Somit kann sich in unserer profitorientierten Gesellschaft die Inklusion nur schwer durchsetzen. Die Defizite der Arbeitenden und extra Bemühungen können inklusive Unternehmen meist nur durch finanzielle Fördermittel kompensieren. Für die meisten Unternehmen ist das wirtschaftlich nicht sinnvoll. Femos ist als gemeinnütziges Unternehmen nicht gewinnorientiert und kann deswegen diese Stellen anbieten. Anders als bei deiner Behindertenwerkstatt bekommen die Mitarbeiter:innen Mindestlohn und eine echte Chance um auf dem ersten Arbeitsmarkt Fuß zu fassen.

Tamara Koch arbeitet seit 2013 bei Femos | Bild: Eddie Schatz
"Mann muss darauf achten was man sagt, sonst kommt die Meinung sehr ehrlich und direkt wieder zurück" – Tamara Koch, Schichtleiterin ohne Handicap

Tamara kennt als Person ohne Handicap auch die Herausforderungen eines inklusiven Unternehmens. Mann muss grundsätzlich viel Geduld mitbringen. Wenn sie sich mit Mario unterhält, muss Tamara ihre Maske abnehmen und ihn deutlich anschauen, damit er ihre Lippen lesen kann. Sie redet zudem auch etwas langsamer. Sie erklärt Kollegen Abläufe mehr als einmal und nimmt sich die Zeit jedes Mal aufs Neue. Geduld und Rücksicht sind wohl die zwei wichtigsten Sachen in Bezug auf inklusive Arbeit.

Im ganzen Unternehmen spürt man diese gewisse Energie. Dazu zu gehören, akzeptiert zu werden, wie man ist.

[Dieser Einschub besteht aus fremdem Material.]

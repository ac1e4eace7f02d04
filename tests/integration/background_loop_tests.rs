//! Crash monitor, heartbeat, command and restart loops.

use std::sync::Arc;
use std::time::Duration;

use bot_supervisor::models::command::ControlCommand;
use bot_supervisor::models::worker::{ControlAction, WorkerState};
use bot_supervisor::supervisor::{commands, heartbeat, monitor};
use bot_supervisor::sync::ArtifactSynchronizer;
use tokio::sync::mpsc;

use super::test_helpers::{
    bundle, eventually, supervisor_for, write_worker, FakeSource, FakeUplink, EXITS_AT_ONCE,
    LONG_RUNNING,
};

const WAIT: Duration = Duration::from_secs(5);

#[tokio::test]
async fn crash_monitor_keeps_reviving_a_crashing_worker() {
    let temp = tempfile::tempdir().expect("tempdir");
    write_worker(temp.path(), "flaky", EXITS_AT_ONCE);
    let uplink = FakeUplink::connected();
    let supervisor = supervisor_for(temp.path(), true, uplink.clone()).await;
    supervisor.start("flaky").await.expect("start");

    let handle = monitor::spawn_crash_monitor(Arc::clone(&supervisor));

    let revived = eventually(WAIT, || {
        let supervisor = Arc::clone(&supervisor);
        async move {
            supervisor
                .status("flaky")
                .await
                .is_some_and(|status| status.restart_count >= 3)
        }
    })
    .await;
    assert!(revived, "monitor should restart the worker repeatedly");
    assert!(uplink.emitted().len() >= 2);

    supervisor.shutdown().await;
    tokio::time::timeout(WAIT, handle)
        .await
        .expect("monitor exits after shutdown")
        .expect("monitor task");
}

#[tokio::test]
async fn heartbeat_loop_uses_http_while_disconnected() {
    let temp = tempfile::tempdir().expect("tempdir");
    let uplink = FakeUplink::disconnected();
    let supervisor = supervisor_for(temp.path(), true, uplink.clone()).await;

    let handle = heartbeat::spawn_heartbeat(Arc::clone(&supervisor), Duration::from_millis(100));

    let delivered = eventually(WAIT, || {
        let uplink = Arc::clone(&uplink);
        async move { uplink.posted().len() >= 2 }
    })
    .await;
    assert!(delivered, "heartbeats should reach the http fallback");
    assert_eq!(uplink.posted()[0].name, "test-host");

    supervisor.shutdown().await;
    tokio::time::timeout(WAIT, handle)
        .await
        .expect("heartbeat exits after shutdown")
        .expect("heartbeat task");
}

#[tokio::test]
async fn command_loop_applies_worker_and_file_commands() {
    let temp = tempfile::tempdir().expect("tempdir");
    write_worker(temp.path(), "echo", LONG_RUNNING);
    let supervisor = supervisor_for(temp.path(), true, FakeUplink::connected()).await;
    let source = FakeSource::new();
    source.serve("2", bundle("fresh", "index.sh", LONG_RUNNING, None));
    let synchronizer = Arc::new(ArtifactSynchronizer::new(source, Arc::clone(&supervisor)));
    let (tx, rx) = mpsc::channel(8);

    let handle = commands::spawn_command_loop(Arc::clone(&supervisor), synchronizer, rx);
    tx.send(ControlCommand::Worker {
        name: "echo".into(),
        action: ControlAction::Start,
    })
    .await
    .expect("send");
    tx.send(ControlCommand::FileUpdate {
        bot_id: "2".into(),
    })
    .await
    .expect("send");

    let both_running = eventually(WAIT, || {
        let supervisor = Arc::clone(&supervisor);
        async move { supervisor.running_workers().await == ["echo", "fresh"] }
    })
    .await;
    assert!(both_running, "both commands should take effect");

    supervisor.shutdown().await;
    tokio::time::timeout(WAIT, handle)
        .await
        .expect("command loop exits after shutdown")
        .expect("command loop task");
}

#[tokio::test]
async fn restart_consumer_coalesces_queued_changes() {
    let temp = tempfile::tempdir().expect("tempdir");
    write_worker(temp.path(), "echo", LONG_RUNNING);
    let supervisor = supervisor_for(temp.path(), true, FakeUplink::connected()).await;
    supervisor.start("echo").await.expect("start");
    let (tx, rx) = mpsc::unbounded_channel();

    let handle = commands::spawn_restart_consumer(Arc::clone(&supervisor), rx);
    tx.send("echo".to_owned()).expect("send");
    tx.send("ghost".to_owned()).expect("send");
    tx.send("echo".to_owned()).expect("send");

    let restarted = eventually(WAIT, || {
        let supervisor = Arc::clone(&supervisor);
        async move {
            supervisor.status("echo").await.is_some_and(|status| {
                status.restart_count == 2 && status.status == WorkerState::Running
            })
        }
    })
    .await;
    assert!(restarted, "change should restart the worker");
    tokio::time::sleep(Duration::from_millis(500)).await;
    assert_eq!(
        supervisor.status("echo").await.expect("registered").restart_count,
        2
    );
    assert!(!supervisor.contains("ghost").await);

    supervisor.shutdown().await;
    tokio::time::timeout(WAIT, handle)
        .await
        .expect("consumer exits after shutdown")
        .expect("consumer task");
}
//! Consumers of control-plane commands and watcher restart triggers.

use std::collections::BTreeSet;
use std::sync::Arc;

use tokio::sync::mpsc;
use tokio::task::JoinHandle;
use tracing::{info, warn};

use crate::models::command::ControlCommand;
use crate::supervisor::Supervisor;
use crate::sync::ArtifactSynchronizer;

/// Spawn the task that applies inbound control commands.
///
/// Each command runs on its own task so a slow restart or sync of one
/// worker never delays commands for another. Per-worker ordering is
/// provided by the worker locks.
#[must_use]
pub fn spawn_command_loop(
    supervisor: Arc<Supervisor>,
    synchronizer: Arc<ArtifactSynchronizer>,
    mut rx: mpsc::Receiver<ControlCommand>,
) -> JoinHandle<()> {
    let cancel = supervisor.cancellation_token();
    tokio::spawn(async move {
        loop {
            let command = tokio::select! {
                () = cancel.cancelled() => {
                    info!("command loop shutting down");
                    break;
                }
                maybe_command = rx.recv() => {
                    if let Some(command) = maybe_command { command } else {
                        info!("command channel closed");
                        break;
                    }
                }
            };

            let supervisor = Arc::clone(&supervisor);
            let synchronizer = Arc::clone(&synchronizer);
            tokio::spawn(async move {
                match command {
                    ControlCommand::Worker { name, action } => {
                        supervisor.dispatch(&name, action).await;
                    }
                    ControlCommand::FileUpdate { bot_id } => {
                        match synchronizer.sync(&bot_id).await {
                            Ok(report) => info!(
                                bot_id,
                                worker = %report.worker,
                                written = report.written.len(),
                                action = ?report.action,
                                "artifact sync complete"
                            ),
                            Err(err) => warn!(bot_id, %err, "artifact sync failed"),
                        }
                    }
                }
            });
        }
    })
}

/// Spawn the task that restarts workers whose scripts changed.
///
/// Names already queued when a batch is drained are restarted once.
/// Names of unregistered workers are ignored.
#[must_use]
pub fn spawn_restart_consumer(
    supervisor: Arc<Supervisor>,
    mut rx: mpsc::UnboundedReceiver<String>,
) -> JoinHandle<()> {
    let cancel = supervisor.cancellation_token();
    tokio::spawn(async move {
        loop {
            let first = tokio::select! {
                () = cancel.cancelled() => {
                    info!("restart consumer shutting down");
                    break;
                }
                maybe_name = rx.recv() => {
                    if let Some(name) = maybe_name { name } else {
                        info!("change channel closed");
                        break;
                    }
                }
            };

            let mut batch = BTreeSet::from([first]);
            while let Ok(name) = rx.try_recv() {
                batch.insert(name);
            }

            for name in batch {
                if !supervisor.contains(&name).await {
                    info!(worker = %name, "change for unregistered worker ignored");
                    continue;
                }
                info!(worker = %name, "restarting worker after file change");
                if let Err(err) = supervisor.restart(&name).await {
                    warn!(worker = %name, %err, "restart after file change failed");
                }
            }
        }
    })
}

Das bemerkt man nicht nur in der Werkstatt, wenn mal wieder alle über eine nett gemeinte Stichelei lachen, sondern auch bei der Führungsebene. Selten gäbe es so loyale und ehrliche Mitarbeiter:innen. Dennoch ist es ein weiter Weg bis sich Leute wie Mario, Tobias und Marvin ohne große Anstrengung überall aufgenommen und akzeptiert füllen können. Inklusion hat über die Jahre an Bedeutung gewonnen ist aber noch lange nicht Mainstream. Obwohl rund acht Millionen schwerbehinderte Menschen in Deutschland leben. Inklusive Arbeit steckt auch im Jahr 2021 noch immer in den Kinderschuhen. Der Bereichsleiter Demir Aziz meint, dass es Inklusionsunternehmen gar nicht erst geben müsse. Diese würden aus der Not heraus entstehen. „Andere Unternehmen könnten auch einfach Menschen mit Behinderungen einstellen, anstatt die Ausgleichsabgabe zu bezahlen“. Bis das Realität wird, ist er froh, Arbeitsplätze für Menschen mit Handicap zu sichern, die sonst keine Chance auf Arbeit bekommen würden.